Elevated levels of nitrates and faecal bacteria in groundwater are almost certainly the result of human activities on the land. This conclusion is supported by the fact that elevated nitrate and bacteria levels are more often observed in shallow, unconfined aquifers (ie, those that tend to lie under flat expanses of urban and rural land) than deep, confined aquifers; see section 6.1. Furthermore, numerous catchment or local-scale studies have suggested land uses such as agriculture and horticulture as major sources of nitrate contamination of groundwater (eg, Close et al, 2001) and this helps develop our understanding of land use impacts on groundwater quality at a national scale.
While land use is logically implicated in the degradation of groundwater, this study has not been able to reveal systematic relationships (at a national scale) between the particular type and intensity of land use surrounding monitoring bores and the magnitude or pattern of impact from these land uses on groundwater quality. This result applies to all groundwater quality parameters reported earlier, including NO3-N, SO4, conductivity (and other potential indicators of land use impact), and holds regardless of whether all monitoring sites are considered together, or if the data set is limited to the sites less than 10m deep (at which the impact of land use would probably be most apparent).
The lack of a proven relationship between land use types/intensity and groundwater quality is a common result that has been observed in several previous studies in New Zealand and overseas (Close et al, 1995; Reijnders et al, 1998; Broers and van der Grift, 2004; Daughney and Reeves, 2005, 2006). There are a number of reasons for this:
an overwhelming majority of groundwater quality monitoring wells are located in developed catchments and it is therefore hard to make robust comparisons with groundwater in undeveloped areas (ie, pristine groundwater)

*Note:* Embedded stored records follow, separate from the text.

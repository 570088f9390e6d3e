//! Container events.

use crate::state::{ContainerId, ContainerState};
use tokio::sync::broadcast;

/// Events published by the container manager.
#[derive(Debug, Clone, PartialEq, Eq)]
pub enum Event {
    /// Container created.
    Created { id: ContainerId, name: String },
    /// Container renamed. `dependents` are the containers whose rendered
    /// links changed as a result.
    Renamed {
        id: ContainerId,
        old_name: String,
        new_name: String,
        dependents: Vec<ContainerId>,
    },
    /// Container state changed.
    StateChanged {
        id: ContainerId,
        state: ContainerState,
    },
    /// A single link removed.
    LinkRemoved { source: ContainerId, alias: String },
    /// Container removed.
    Removed { id: ContainerId, name: String },
}

/// Event bus for container event distribution.
#[derive(Clone)]
pub struct EventBus {
    sender: broadcast::Sender<Event>,
}

impl EventBus {
    /// Creates a new event bus.
    #[must_use]
    pub fn new() -> Self {
        let (sender, _) = broadcast::channel(256);
        Self { sender }
    }

    /// Publishes an event.
    pub fn publish(&self, event: Event) {
        let _ = self.sender.send(event);
    }

    /// Subscribes to events.
    #[must_use]
    pub fn subscribe(&self) -> broadcast::Receiver<Event> {
        self.sender.subscribe()
    }
}

impl Default for EventBus {
    fn default() -> Self {
        Self::new()
    }
}
//! Docker-compatible inspect view.

use crate::{
    discovery::is_discoverable_network,
    state::{Container, ContainerState},
};
use chrono::{DateTime, Utc};
use serde::{Deserialize, Serialize};
use std::collections::BTreeMap;

/// Container inspect response.
#[derive(Debug, Clone, Serialize, Deserialize)]
#[serde(rename_all = "PascalCase")]
pub struct ContainerInspect {
    /// Container ID.
    pub id: String,
    /// Name with its leading `/`.
    pub name: String,
    /// Creation time.
    pub created: DateTime<Utc>,
    /// Runtime state.
    pub state: InspectState,
    /// Container configuration.
    pub config: InspectConfig,
    /// Host configuration.
    pub host_config: InspectHostConfig,
    /// Network settings.
    pub network_settings: InspectNetworkSettings,
}

/// State section of an inspect response.
#[derive(Debug, Clone, Serialize, Deserialize)]
#[serde(rename_all = "PascalCase")]
pub struct InspectState {
    /// State name (`running`, `exited`, ...).
    pub status: ContainerState,
    /// Whether the container is running.
    pub running: bool,
    /// Exit code of the last run.
    pub exit_code: i32,
    /// Last start time.
    #[serde(skip_serializing_if = "Option::is_none")]
    pub started_at: Option<DateTime<Utc>>,
    /// Last exit time.
    #[serde(skip_serializing_if = "Option::is_none")]
    pub finished_at: Option<DateTime<Utc>>,
}

/// Config section of an inspect response.
#[derive(Debug, Clone, Serialize, Deserialize)]
#[serde(rename_all = "PascalCase")]
pub struct InspectConfig {
    /// Image name.
    pub image: String,
}

/// Host config section of an inspect response.
#[derive(Debug, Clone, Default, Serialize, Deserialize)]
#[serde(rename_all = "PascalCase")]
pub struct InspectHostConfig {
    /// Legacy links as `/<target>:/<source>/<alias>`, in creation order.
    pub links: Vec<String>,
}

/// Network settings section of an inspect response.
#[derive(Debug, Clone, Default, Serialize, Deserialize)]
#[serde(rename_all = "PascalCase")]
pub struct InspectNetworkSettings {
    /// Attached networks.
    pub networks: BTreeMap<String, EndpointSettings>,
}

/// Per-network endpoint settings.
#[derive(Debug, Clone, Default, Serialize, Deserialize)]
#[serde(rename_all = "PascalCase")]
pub struct EndpointSettings {
    /// Names the container answers to on this network. Empty while the
    /// container is not active or still carries a generated name.
    pub aliases: Vec<String>,
}

impl ContainerInspect {
    /// Builds the view for `container` with its rendered links.
    #[must_use]
    pub fn new(container: &Container, links: Vec<String>) -> Self {
        let networks = container
            .networks
            .iter()
            .map(|network| {
                let aliases = if container.state.is_active()
                    && is_discoverable_network(network)
                    && !container.generated_name
                {
                    vec![container.name.clone()]
                } else {
                    Vec::new()
                };
                (network.clone(), EndpointSettings { aliases })
            })
            .collect();

        Self {
            id: container.id.to_string(),
            name: container.display_name(),
            created: container.created,
            state: InspectState {
                status: container.state,
                running: container.is_running(),
                exit_code: container.exit_code.unwrap_or(0),
                started_at: container.started_at,
                finished_at: container.finished_at,
            },
            config: InspectConfig {
                image: container.image.clone(),
            },
            host_config: InspectHostConfig { links },
            network_settings: InspectNetworkSettings { networks },
        }
    }
}
//! CLI command implementations.
//!
//! Every command opens the naming state under the configured data
//! directory, applies one operation and exits:
//!
//! - Naming operations (create, rename, rm)
//! - Queries (inspect, ps)
//! - Lifecycle reports (start, stop)

use crate::config::Config;
use anyhow::{Context, Result};
use arcbox_container::{ContainerManager, JsonFileStore};
use clap::{Parser, Subcommand};
use std::path::PathBuf;
use std::sync::Arc;

pub mod create;
pub mod inspect;
pub mod ps;
pub mod rename;
pub mod rm;
pub mod start;
pub mod stop;

/// ArcBox - container naming and links
#[derive(Parser)]
#[command(name = "arcbox")]
#[command(author, version, about, long_about = None)]
#[command(propagate_version = true)]
pub struct Cli {
    /// Command to execute
    #[command(subcommand)]
    pub command: Commands,

    /// Configuration file
    #[arg(long, global = true)]
    pub config: Option<PathBuf>,

    /// Data directory (overrides the configuration)
    #[arg(long, global = true)]
    pub data_dir: Option<PathBuf>,

    /// Enable debug output
    #[arg(long, global = true)]
    pub debug: bool,
}

/// Available commands
#[derive(Subcommand)]
pub enum Commands {
    /// Create a new container
    Create(create::CreateArgs),

    /// Rename a container
    Rename(rename::RenameArgs),

    /// Remove one or more containers
    Rm(rm::RmArgs),

    /// Display detailed information on one or more containers
    Inspect(inspect::InspectArgs),

    /// List containers
    Ps(ps::PsArgs),

    /// Mark one or more containers as started
    Start(start::StartArgs),

    /// Mark one or more containers as stopped
    Stop(stop::StopArgs),
}

/// Opens the container manager over the state under `config.data_dir`.
///
/// # Errors
///
/// Returns an error if the state directory cannot be created or the saved
/// state cannot be loaded.
pub fn open_manager(config: &Config) -> Result<ContainerManager> {
    let dir = config.containers_dir();
    let store = JsonFileStore::new(&dir)
        .with_context(|| format!("failed to open state directory {}", dir.display()))?;
    let manager = ContainerManager::open(Arc::new(store))
        .with_context(|| format!("failed to load naming state from {}", dir.display()))?;
    Ok(manager.with_name_prefix(config.naming.generated_prefix.clone()))
}

/// Expands a unique ID prefix typed by the operator into the full ID.
///
/// Anything that is not a known name, full ID or unique prefix (link
/// paths such as `app/db` included) is passed through unchanged, so the
/// naming operation reports its own error.
pub fn resolve_target(manager: &ContainerManager, name_or_id: &str) -> String {
    manager
        .resolve(name_or_id)
        .map_or_else(|_| name_or_id.to_string(), |id| id.to_string())
}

the quality of groundwater drawn from a monitoring well does not necessarily reflect the land use directly surrounding that well; water may have travelled from an area dominated by a different type/intensity of land use
groundwater that has been impacted by land use might not have had sufficient time to move all the way from the aquifer’s recharge area to the monitoring well, or substances indicative of land use impact (eg, nitrate) might have been transformed or degraded before reaching the monitoring site.
In order to better understand relationships between groundwater quality and different types of land use, accurate knowledge of the age and source of the groundwater being monitored is required. As stated in Section 2.3, such information is not generally available for monitoring wells in New Zealand, and to obtain this information will require substantial research effort in the future.